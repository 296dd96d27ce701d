use crate::core::math::transform::TransformSet;
use crate::io::config::Config;
use crate::io::image::Image;
use crate::pipeline::passes::{SceneSetup, render_single_pass, render_with_shadows};
use crate::pipeline::renderer::Renderer;
use crate::pipeline::shaders::ShaderKind;
use crate::pipeline::shaders::flat::FlatShader;
use crate::scene::camera::{Camera, Viewport};
use crate::scene::context::RenderContext;
use crate::scene::light::DirectionalLight;
use crate::scene::loader::load_models;
use crate::scene::mesh::Mesh;
use crate::scene::model::Model;
use anyhow::{Context, Result, bail};
use log::{info, warn};
use nalgebra::Vector3;
use std::path::Path;
use std::time::Instant;

/// Side length of the built-in demo canvas.
pub const DEMO_SIZE: usize = 200;

const WIREFRAME_COLOR: [u8; 4] = [255, 255, 255, 255];

/// The three screen-space triangles rendered when no mesh is given,
/// with their colors (red, white, green).
pub fn demo_scene() -> (Model, FlatShader) {
    let tri = |a: (f32, f32), b: (f32, f32), c: (f32, f32)| {
        [a, b, c].map(|(x, y)| Vector3::new(x, y, 0.0))
    };
    let mesh = Mesh::from_triangles(&[
        tri((10.0, 70.0), (50.0, 160.0), (70.0, 80.0)),
        tri((180.0, 50.0), (150.0, 1.0), (70.0, 180.0)),
        tri((180.0, 150.0), (120.0, 160.0), (130.0, 180.0)),
    ]);
    let shader = FlatShader::new(vec![
        Vector3::new(1.0, 0.0, 0.0),
        Vector3::new(1.0, 1.0, 1.0),
        Vector3::new(0.0, 1.0, 0.0),
    ]);
    (Model::new("demo", mesh, Default::default()), shader)
}

/// Renders the demo triangles with identity transforms: vertex coordinates are pixels.
pub fn render_demo(renderer: &mut Renderer, wireframe: bool) {
    let (model, mut shader) = demo_scene();
    let ctx = RenderContext::new(&model, Vector3::z(), TransformSet::identity());
    renderer.clear();
    renderer.draw_model(&ctx, &mut shader);
    if wireframe {
        renderer.draw_wireframe(&ctx, WIREFRAME_COLOR);
    }
}

/// Flips to a top-left origin and writes an uncompressed TGA.
pub fn write_image(image: &Image, path: &str) -> Result<()> {
    let mut flipped = image.clone();
    flipped.flip_vertically();
    flipped
        .write_tga(Path::new(path))
        .with_context(|| format!("failed to write {path}"))
}

fn scene_setup(config: &Config) -> Result<SceneSetup> {
    let r = &config.render;
    let camera = Camera::new(
        Vector3::from(config.camera.eye),
        Vector3::from(config.camera.center),
        Vector3::from(config.camera.up),
    );
    let light = DirectionalLight::new(Vector3::from(config.light.direction))
        .context("invalid [light] section")?;
    let viewport = match r.viewport {
        Some([x, y, width, height]) => Viewport {
            x,
            y,
            width,
            height,
            depth: r.depth,
        },
        None => Viewport::centered(r.width, r.height, r.depth),
    };
    Ok(SceneSetup {
        camera,
        light,
        viewport,
        shadow_bias: r.shadow_bias,
        ambient: r.ambient,
    })
}

/// Runs the renderer in CLI mode: load, render, write.
///
/// Meshes that fail to load are skipped; the remaining ones are rendered
/// and written before the failure is reported.
pub fn run(config: &Config) -> Result<()> {
    let start_time = Instant::now();
    let r = &config.render;

    if config.meshes.is_empty() {
        info!("No meshes given, rendering the demo scene ({DEMO_SIZE}x{DEMO_SIZE})");
        let mut renderer = Renderer::new(DEMO_SIZE, DEMO_SIZE);
        render_demo(&mut renderer, r.wireframe);
        write_image(&renderer.framebuffer.image, &r.output)?;
        if r.zbuffer {
            write_image(&renderer.depth_image(), &r.zbuffer_output)?;
        }
        info!("Done in {:?}", start_time.elapsed());
        return Ok(());
    }

    // 1. Resources
    let (models, failed) = load_models(&config.meshes);
    if models.is_empty() {
        bail!("none of the {} meshes could be loaded", config.meshes.len());
    }
    let setup = scene_setup(config)?;

    // 2. Passes
    let mut renderer = Renderer::new(r.width, r.height);
    renderer.rasterizer.set_cull_mode(r.cull_mode);
    info!(
        "Rendering {} models with {:?} shading at {}x{}",
        models.len(),
        r.shader,
        r.width,
        r.height
    );

    let stats = if r.shader == ShaderKind::Shadow {
        let mut shadow_renderer = Renderer::new(r.width, r.height);
        shadow_renderer.rasterizer.set_cull_mode(r.cull_mode);
        let (stats, shadow_map) =
            render_with_shadows(&mut renderer, &mut shadow_renderer, &models, &setup)
                .context("shadow rendering failed")?;
        write_image(&shadow_map.image(), &r.shadow_output)?;
        stats
    } else {
        render_single_pass(&mut renderer, &models, &setup, r.shader)
            .context("rendering failed")?
    };
    info!(
        "{} pixels written, {} occluded, {} discarded",
        stats.written, stats.occluded, stats.discarded
    );

    if r.wireframe {
        let transforms = setup.camera.transforms(&setup.viewport)?;
        for model in &models {
            let ctx = RenderContext::new(model, setup.light.direction(), transforms);
            renderer.draw_wireframe(&ctx, WIREFRAME_COLOR);
        }
    }

    // 3. Output
    write_image(&renderer.framebuffer.image, &r.output)?;
    if r.zbuffer {
        write_image(&renderer.depth_image(), &r.zbuffer_output)?;
    }
    info!("Done in {:?}", start_time.elapsed());

    if failed > 0 {
        warn!("{failed} of {} meshes were skipped", config.meshes.len());
        bail!("{failed} mesh(es) failed to load");
    }
    Ok(())
}

#[cfg(test)]
mod tests {
    use super::*;

    #[test]
    fn demo_scene_paints_three_colors() {
        let mut renderer = Renderer::new(DEMO_SIZE, DEMO_SIZE);
        render_demo(&mut renderer, false);
        let image = &renderer.framebuffer.image;

        // Centroids of the three triangles.
        assert_eq!(image.get(43, 103), Some([255, 0, 0, 255]));
        assert_eq!(image.get(133, 77), Some([255, 255, 255, 255]));
        assert_eq!(image.get(143, 163), Some([0, 255, 0, 255]));
        assert_eq!(image.get(5, 5), Some([0, 0, 0, 255]));
    }

    #[test]
    fn config_viewport_overrides_the_default() {
        let mut config = Config::default();
        config.render.viewport = Some([1.0, 2.0, 30.0, 40.0]);
        let setup = scene_setup(&config).unwrap();
        assert_eq!(setup.viewport.width, 30.0);
        assert_eq!(setup.viewport.depth, config.render.depth);

        config.render.viewport = None;
        let setup = scene_setup(&config).unwrap();
        assert_eq!(setup.viewport, Viewport::centered(800, 800, 2000.0));
    }

    #[test]
    fn zero_light_is_rejected() {
        let mut config = Config::default();
        config.light.direction = [0.0, 0.0, 0.0];
        assert!(scene_setup(&config).is_err());
    }
}
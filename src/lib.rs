//! CPU-only triangle rasterizer: programmable vertex/fragment shaders,
//! a z-buffered bounding-box rasterizer and two-pass shadow mapping.

pub mod app;
pub mod core;
pub mod error;
pub mod io;
pub mod pipeline;
pub mod scene;
use anyhow::{Context, Result};
use clap::Parser;
use log::info;
use softraster::app;
use softraster::io::config::Config;
use softraster::pipeline::shaders::ShaderKind;

/// CPU software rasterizer
#[derive(Parser, Debug)]
#[command(name = "softraster", version)]
#[command(about = "Renders OBJ meshes to TGA images on the CPU")]
struct Cli {
    /// Config file path (TOML)
    #[arg(short, long, value_name = "FILE")]
    config: Option<String>,

    /// Lighting model
    #[arg(short, long, value_enum)]
    shader: Option<ShaderKind>,

    /// Output image path
    #[arg(short, long, value_name = "FILE")]
    output: Option<String>,

    /// Image width in pixels
    #[arg(long)]
    width: Option<usize>,

    /// Image height in pixels
    #[arg(long)]
    height: Option<usize>,

    /// Also write the z-buffer as an image
    #[arg(long)]
    zbuffer: bool,

    /// Outline every triangle
    #[arg(long)]
    wireframe: bool,

    /// OBJ files to render; the demo scene when empty
    #[arg(value_name = "MESHES")]
    meshes: Vec<String>,
}

impl Cli {
    /// Config file (or defaults) with command line values on top.
    fn into_config(self) -> Result<Config> {
        let mut config = match &self.config {
            Some(path) => {
                info!("Loading config file: {path}");
                Config::load(path).with_context(|| format!("cannot use config {path}"))?
            }
            None => Config::default(),
        };

        let render = &mut config.render;
        if let Some(shader) = self.shader {
            render.shader = shader;
        }
        if let Some(output) = self.output {
            render.output = output;
        }
        if let Some(width) = self.width {
            render.width = width;
        }
        if let Some(height) = self.height {
            render.height = height;
        }
        render.zbuffer |= self.zbuffer;
        render.wireframe |= self.wireframe;
        if !self.meshes.is_empty() {
            config.meshes = self.meshes;
        }

        config.validate().context("invalid settings")?;
        Ok(config)
    }
}

fn main() -> Result<()> {
    env_logger::Builder::from_default_env()
        .filter_level(log::LevelFilter::Info)
        .format_timestamp(None)
        .format_level(true)
        .init();

    let config = Cli::parse().into_config()?;
    app::run(&config)
}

———

▶ [Work order] Go line by line through the material and count the lines holding the word "pipeline". State only the total.

▶ [Result] 6